07 July 2010

As it takes little provocation for me to fixate on Giorgione, I have devoted some time this evening to the question: did Velasquez see Sleeping Venus before he painted the Rokeby Venus?


I'm not aware of any firsthand account of Velasquez commenting on Giorgione's painting or of his viewing it. Girolamo Marcello, who had owned two other Giorgione canvases, commissioned Sleeping Venus presumably in order to obtain “a talisman to guarantee Morosina and Girolamo an heir.” Though the painting is no longer at the Casa Marcello, the reproductive initiative seems to have been a success as it was Giralamo's descendent, himself called Count Giralamo Marcello, that in recent years put up Joseph Brodsky in Venice for which he became the subject of one of the Nobel Laureate's poems. Titian's Venus with a Mirror (below) was in the possession of the Barbarigo family during the time of Velazquez' visits to Venice. As Velasquez was both a famous painter and wealthy enough to amass his own collection of Venetian masters, it's not inconceivable that he visited these houses although not as inevitable as if they had been in museums.
Among the revelers at the 1694 Venice Carnivale was Augustus, younger brother of Johann Georg IV, Elector of Saxony, on one of his extended visits to the island town. Shortly after the festivities Augustus received word that his brother had died of smallpox and that he would become Augustus II, Elector. Over the course of the next few years Augustus, who would later become King of Poland and Grand Duke of Lithuania, bought up Venetian paintings for the Dresden palace, where Sleeping Venus hangs now, having been stashed away during the World War II bombing raids. Julius Caesar Augustus was believed in his time to be a descendent of Venus and was a patron of the arts, which may have affected Augustus II's resolve to obtain the canvas.

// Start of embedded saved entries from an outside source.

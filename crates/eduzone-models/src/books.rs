//! Library catalogue models.
//!
//! A book tracks `quantity` copies of which `available` are on the shelf. The
//! store guarantees `0 <= available <= quantity` at all times.
//!
//! Every checkout opens a [`Loan`] for the borrower, and a return closes the
//! borrower's oldest open loan on that book.

use chrono::{DateTime, Utc};
use eduzone_core::serde::deserialize_trimmed;
use serde::{Deserialize, Serialize};
use sqlx::FromRow;
use utoipa::ToSchema;
use validator::Validate;

#[derive(Debug, Clone, PartialEq, Eq, Serialize, Deserialize, FromRow, ToSchema)]
pub struct Book {
    pub id: i64,
    pub title: String,
    pub author: String,
    pub isbn: Option<String>,
    pub category: String,
    pub quantity: i32,
    pub available: i32,
    pub created_at: DateTime<Utc>,
}

#[derive(Debug, Clone, Default, Serialize, Deserialize, Validate, ToSchema)]
pub struct CreateBookDto {
    #[serde(default, deserialize_with = "deserialize_trimmed")]
    #[validate(required, length(max = 255, message = "Title must be at most 255 characters"))]
    pub title: Option<String>,
    #[serde(default, deserialize_with = "deserialize_trimmed")]
    #[validate(required, length(max = 255, message = "Author must be at most 255 characters"))]
    pub author: Option<String>,
    #[serde(default, deserialize_with = "deserialize_trimmed")]
    #[validate(length(max = 20, message = "ISBN must be at most 20 characters"))]
    pub isbn: Option<String>,
    #[serde(default, deserialize_with = "deserialize_trimmed")]
    #[validate(required, length(max = 100, message = "Category must be at most 100 characters"))]
    pub category: Option<String>,
    #[validate(required, range(min = 0, message = "Quantity cannot be negative"))]
    pub quantity: Option<i32>,
}

impl CreateBookDto {
    /// `None` when a required field is absent.
    pub fn into_new(self) -> Option<NewBook> {
        Some(NewBook {
            title: self.title?,
            author: self.author?,
            isbn: self.isbn,
            category: self.category?,
            quantity: self.quantity?,
        })
    }
}

/// `PUT /books/{id}` payload. Omitting `available` preserves the number of
/// copies currently checked out.
#[derive(Debug, Clone, Default, Serialize, Deserialize, Validate, ToSchema)]
pub struct UpdateBookDto {
    #[serde(default, deserialize_with = "deserialize_trimmed")]
    #[validate(required, length(max = 255, message = "Title must be at most 255 characters"))]
    pub title: Option<String>,
    #[serde(default, deserialize_with = "deserialize_trimmed")]
    #[validate(required, length(max = 255, message = "Author must be at most 255 characters"))]
    pub author: Option<String>,
    #[serde(default, deserialize_with = "deserialize_trimmed")]
    #[validate(length(max = 20, message = "ISBN must be at most 20 characters"))]
    pub isbn: Option<String>,
    #[serde(default, deserialize_with = "deserialize_trimmed")]
    #[validate(required, length(max = 100, message = "Category must be at most 100 characters"))]
    pub category: Option<String>,
    #[validate(required, range(min = 0, message = "Quantity cannot be negative"))]
    pub quantity: Option<i32>,
    #[validate(range(min = 0, message = "Available cannot be negative"))]
    pub available: Option<i32>,
}

impl UpdateBookDto {
    pub fn into_changes(self) -> Option<BookChanges> {
        Some(BookChanges {
            title: self.title?,
            author: self.author?,
            isbn: self.isbn,
            category: self.category?,
            quantity: self.quantity?,
            available: self.available,
        })
    }
}

/// A new book starts with every copy available.
#[derive(Debug, Clone, PartialEq, Eq)]
pub struct NewBook {
    pub title: String,
    pub author: String,
    pub isbn: Option<String>,
    pub category: String,
    pub quantity: i32,
}

#[derive(Debug, Clone, PartialEq, Eq)]
pub struct BookChanges {
    pub title: String,
    pub author: String,
    pub isbn: Option<String>,
    pub category: String,
    pub quantity: i32,
    pub available: Option<i32>,
}

impl BookChanges {
    /// The availability a book ends up with after this change is applied to `current`.
    ///
    /// An explicit value wins. Otherwise the checked-out count is kept and the
    /// result clamped to `[0, quantity]`.
    pub fn resolve_available(&self, current: &Book) -> i32 {
        match self.available {
            Some(available) => available,
            None => {
                let shifted = current.available + (self.quantity - current.quantity);
                shifted.clamp(0, self.quantity)
            }
        }
    }
}

/// One copy handed to one user. Open while `returned_at` is unset.
#[derive(Debug, Clone, PartialEq, Eq, Serialize, Deserialize, FromRow, ToSchema)]
pub struct Loan {
    pub id: i64,
    pub user_id: i64,
    pub book_id: i64,
    pub loaned_at: DateTime<Utc>,
    pub returned_at: Option<DateTime<Utc>>,
}

impl Loan {
    pub fn is_open_for(&self, book_id: i64, user_id: i64) -> bool {
        self.returned_at.is_none() && self.book_id == book_id && self.user_id == user_id
    }
}

/// An open loan joined with the book it is for.
#[derive(Debug, Clone, PartialEq, Eq, Serialize, Deserialize, FromRow, ToSchema)]
pub struct ActiveLoan {
    pub id: i64,
    pub book_id: i64,
    pub title: String,
    pub author: String,
    pub loaned_at: DateTime<Utc>,
}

Though there is no documentation of Velasquez visiting the Casa Marcello, recently notes have been discovered stating that during one of his trips to Italy, he chronicled the idea to paint Il Pordenone's Venus (right) in reverse - a close rip-off of Sleeping Venus with a red blanket underneath by a Giorgione disciple. The fact that he's so inspired by Pordenone's version indicates that Velasquez didn't, in fact, ever see Sleeping Venus, but was inspired by it indirectly.

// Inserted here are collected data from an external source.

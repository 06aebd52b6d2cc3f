use async_trait::async_trait;
use sqlx::PgPool;
use tracing::instrument;

use eduzone_models::{NewUser, User, UserRole, UserUpdate};

use crate::error::StoreError;
use crate::repositories::UserRepository;

pub struct PgUserRepository {
    pool: PgPool,
}

impl PgUserRepository {
    pub fn new(pool: PgPool) -> Self {
        Self { pool }
    }
}

#[async_trait]
impl UserRepository for PgUserRepository {
    #[instrument(skip(self), fields(db.operation = "SELECT", db.table = "users"))]
    async fn list_by_role(&self, role: UserRole) -> Result<Vec<User>, StoreError> {
        let users = sqlx::query_as::<_, User>(
            "SELECT * FROM users WHERE role = $1 ORDER BY name ASC, id ASC",
        )
        .bind(role)
        .fetch_all(&self.pool)
        .await?;
        Ok(users)
    }

    #[instrument(skip(self), fields(db.operation = "SELECT", db.table = "users"))]
    async fn find_by_id(&self, id: i64) -> Result<Option<User>, StoreError> {
        let user = sqlx::query_as::<_, User>("SELECT * FROM users WHERE id = $1")
            .bind(id)
            .fetch_optional(&self.pool)
            .await?;
        Ok(user)
    }

    #[instrument(skip(self), fields(db.operation = "SELECT", db.table = "users"))]
    async fn find_by_email(&self, email: &str) -> Result<Option<User>, StoreError> {
        let user = sqlx::query_as::<_, User>("SELECT * FROM users WHERE email = $1")
            .bind(email)
            .fetch_optional(&self.pool)
            .await?;
        Ok(user)
    }

    #[instrument(skip(self, user), fields(db.operation = "INSERT", db.table = "users"))]
    async fn create(&self, user: NewUser) -> Result<User, StoreError> {
        let created = sqlx::query_as::<_, User>(
            "INSERT INTO users (name, email, password, role, phone, position, department, bio, image_path)
             VALUES ($1, $2, $3, $4, $5, $6, $7, $8, $9)
             RETURNING *",
        )
        .bind(&user.name)
        .bind(&user.email)
        .bind(&user.password_hash)
        .bind(user.role)
        .bind(&user.profile.phone)
        .bind(&user.profile.position)
        .bind(&user.profile.department)
        .bind(&user.profile.bio)
        .bind(&user.profile.image_path)
        .fetch_one(&self.pool)
        .await?;
        Ok(created)
    }

    #[instrument(skip(self, changes), fields(db.operation = "UPDATE", db.table = "users"))]
    async fn update(
        &self,
        id: i64,
        only_role: Option<UserRole>,
        changes: UserUpdate,
    ) -> Result<Option<User>, StoreError> {
        let updated = sqlx::query_as::<_, User>(
            "UPDATE users
             SET name = $3, email = $4, password = COALESCE($5, password),
                 phone = $6, position = $7, department = $8, bio = $9, image_path = $10
             WHERE id = $1 AND ($2::user_role IS NULL OR role = $2)
             RETURNING *",
        )
        .bind(id)
        .bind(only_role)
        .bind(&changes.name)
        .bind(&changes.email)
        .bind(&changes.password_hash)
        .bind(&changes.profile.phone)
        .bind(&changes.profile.position)
        .bind(&changes.profile.department)
        .bind(&changes.profile.bio)
        .bind(&changes.profile.image_path)
        .fetch_optional(&self.pool)
        .await?;
        Ok(updated)
    }

    #[instrument(skip(self), fields(db.operation = "DELETE", db.table = "users"))]
    async fn delete(&self, id: i64, only_role: Option<UserRole>) -> Result<bool, StoreError> {
        let result =
            sqlx::query("DELETE FROM users WHERE id = $1 AND ($2::user_role IS NULL OR role = $2)")
                .bind(id)
                .bind(only_role)
                .execute(&self.pool)
                .await?;
        Ok(result.rows_affected() > 0)
    }
}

Some suggest that the Rokeby Venus was an inspiration to Manet's Olympia, but there's no evidence that Manet ever saw the painting in person, and no reference of Manet's to a reproduction of it that I'm aware of. The Rokeby Venus was in a private collection in Yorkshire, which Manet never got to, from 1813 to 1905. This is a case of Velazquez and Manet both riffing off paintings that were inspired by Giorgione (by Titian and Pordenone) and coming up with a similar end result.

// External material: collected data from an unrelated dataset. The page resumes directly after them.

//! Teacher contact directory.
//!
//! Independent of user accounts: entries here cannot log in.

use chrono::{DateTime, Utc};
use eduzone_core::serde::deserialize_trimmed;
use serde::{Deserialize, Serialize};
use sqlx::FromRow;
use utoipa::ToSchema;
use validator::Validate;

#[derive(Debug, Clone, PartialEq, Eq, Serialize, Deserialize, FromRow, ToSchema)]
pub struct Teacher {
    pub id: i64,
    pub name: String,
    pub subject: String,
    pub email: String,
    pub phone: Option<String>,
    pub created_at: DateTime<Utc>,
}

/// Body of both `POST /teachers` and `PUT /teachers/{id}`.
#[derive(Debug, Clone, Default, Serialize, Deserialize, Validate, ToSchema)]
pub struct TeacherDto {
    #[serde(default, deserialize_with = "deserialize_trimmed")]
    #[validate(required, length(max = 100, message = "Name must be at most 100 characters"))]
    pub name: Option<String>,
    #[serde(default, deserialize_with = "deserialize_trimmed")]
    #[validate(required, length(max = 100, message = "Subject must be at most 100 characters"))]
    pub subject: Option<String>,
    #[serde(default, deserialize_with = "deserialize_trimmed")]
    #[validate(
        required,
        email(message = "Invalid email address"),
        length(max = 255, message = "Email must be at most 255 characters")
    )]
    pub email: Option<String>,
    #[serde(default, deserialize_with = "deserialize_trimmed")]
    #[validate(length(max = 50, message = "Phone must be at most 50 characters"))]
    pub phone: Option<String>,
}

impl TeacherDto {
    pub fn into_new(self) -> Option<NewTeacher> {
        Some(NewTeacher {
            name: self.name?,
            subject: self.subject?,
            email: self.email?,
            phone: self.phone,
        })
    }
}

/// Used for inserts and full updates alike.
#[derive(Debug, Clone, PartialEq, Eq)]
pub struct NewTeacher {
    pub name: String,
    pub subject: String,
    pub email: String,
    pub phone: Option<String>,
}
//! # EduZone DB
//!
//! Persistence layer for the EduZone API.
//!
//! Handlers never talk to a database directly. They go through the repository
//! traits in [`repositories`], bundled in [`Repositories`] and carried in the
//! application state. Two backends implement them:
//!
//! - [`postgres`]: SQLx over a bounded `PgPool`, with embedded migrations
//! - [`memory`]: typed in-memory tables for demos and tests
//!
//! # Example
//!
//! ```ignore
//! use eduzone_db::{Repositories, init_db_pool, run_migrations};
//!
//! let pool = init_db_pool(&config.database).await?;
//! run_migrations(&pool).await?;
//! let repos = Repositories::postgres(pool);
//!
//! let books = repos.books.list().await?;
//! ```

pub mod error;
pub mod memory;
pub mod postgres;
pub mod repositories;

use std::sync::Arc;

use sqlx::postgres::{PgConnectOptions, PgPoolOptions};
use tracing::info;

use eduzone_config::{DatabaseConfig, DatabaseConnection};

pub use error::StoreError;
pub use memory::MemoryDatabase;
pub use repositories::{
    BookRepository, EventRepository, FeedbackRepository, FormRepository, TeacherRepository,
    UserRepository,
};
pub use sqlx::PgPool;

#[derive(Clone)]
enum Backend {
    Postgres(PgPool),
    Memory,
}

/// Every repository the API uses, behind trait objects.
#[derive(Clone)]
pub struct Repositories {
    pub users: Arc<dyn UserRepository>,
    pub books: Arc<dyn BookRepository>,
    pub teachers: Arc<dyn TeacherRepository>,
    pub events: Arc<dyn EventRepository>,
    pub forms: Arc<dyn FormRepository>,
    pub feedback: Arc<dyn FeedbackRepository>,
    backend: Backend,
}

impl Repositories {
    pub fn postgres(pool: PgPool) -> Self {
        Self {
            users: Arc::new(postgres::PgUserRepository::new(pool.clone())),
            books: Arc::new(postgres::PgBookRepository::new(pool.clone())),
            teachers: Arc::new(postgres::PgTeacherRepository::new(pool.clone())),
            events: Arc::new(postgres::PgEventRepository::new(pool.clone())),
            forms: Arc::new(postgres::PgFormRepository::new(pool.clone())),
            feedback: Arc::new(postgres::PgFeedbackRepository::new(pool.clone())),
            backend: Backend::Postgres(pool),
        }
    }

    pub fn in_memory() -> Self {
        Self::with_memory(MemoryDatabase::default())
    }

    pub fn with_memory(db: MemoryDatabase) -> Self {
        Self {
            users: Arc::new(memory::MemoryUserRepository::new(db.clone())),
            books: Arc::new(memory::MemoryBookRepository::new(db.clone())),
            teachers: Arc::new(memory::MemoryTeacherRepository::new(db.clone())),
            events: Arc::new(memory::MemoryEventRepository::new(db.clone())),
            forms: Arc::new(memory::MemoryFormRepository::new(db.clone())),
            feedback: Arc::new(memory::MemoryFeedbackRepository::new(db)),
            backend: Backend::Memory,
        }
    }

    pub fn backend_name(&self) -> &'static str {
        match self.backend {
            Backend::Postgres(_) => "postgres",
            Backend::Memory => "memory",
        }
    }

    /// Round-trips a trivial query to check the backend is reachable.
    pub async fn ping(&self) -> Result<(), StoreError> {
        match &self.backend {
            Backend::Postgres(pool) => {
                sqlx::query("SELECT 1").execute(pool).await?;
                Ok(())
            }
            Backend::Memory => Ok(()),
        }
    }
}

/// Builds a bounded PostgreSQL pool from configuration.
///
/// Requests beyond `max_connections` wait up to `acquire_timeout` for a free
/// connection.
pub async fn init_db_pool(config: &DatabaseConfig) -> Result<PgPool, StoreError> {
    let options = match &config.connection {
        Some(DatabaseConnection::Url(url)) => url.parse::<PgConnectOptions>()?,
        Some(DatabaseConnection::Parts {
            host,
            port,
            user,
            password,
            database,
        }) => {
            let options = PgConnectOptions::new()
                .host(host)
                .port(*port)
                .username(user)
                .database(database);
            match password {
                Some(password) => options.password(password),
                None => options,
            }
        }
        None => {
            return Err(StoreError::NotConfigured(
                "no PostgreSQL connection settings".to_string(),
            ));
        }
    };

    let pool = PgPoolOptions::new()
        .max_connections(config.max_connections)
        .acquire_timeout(config.acquire_timeout)
        .connect_with(options)
        .await?;

    info!(
        max_connections = config.max_connections,
        "Database pool initialized"
    );

    Ok(pool)
}

/// Applies the embedded migrations from `migrations/`.
pub async fn run_migrations(pool: &PgPool) -> Result<(), StoreError> {
    sqlx::migrate!("../../migrations").run(pool).await?;
    info!("Database migrations applied");
    Ok(())
}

I was oblivious to Velazquez having seen a knockoff of Sleeping Venus when I shared my thoughts the other day about interiors and exteriors. Velazquez, first of all, was not a landscape painter as there was no admired tradition of landscapes in Spain at the time he worked save for El Greco who was not considered an influence, and since nudes in Spain were then painted for noblemen's bedrooms, perhaps he was disinclined to turn over a new leaf for such a client. The interior also makes the mirror more credible, enabling the portrait of the face which is essential to the effect of the work.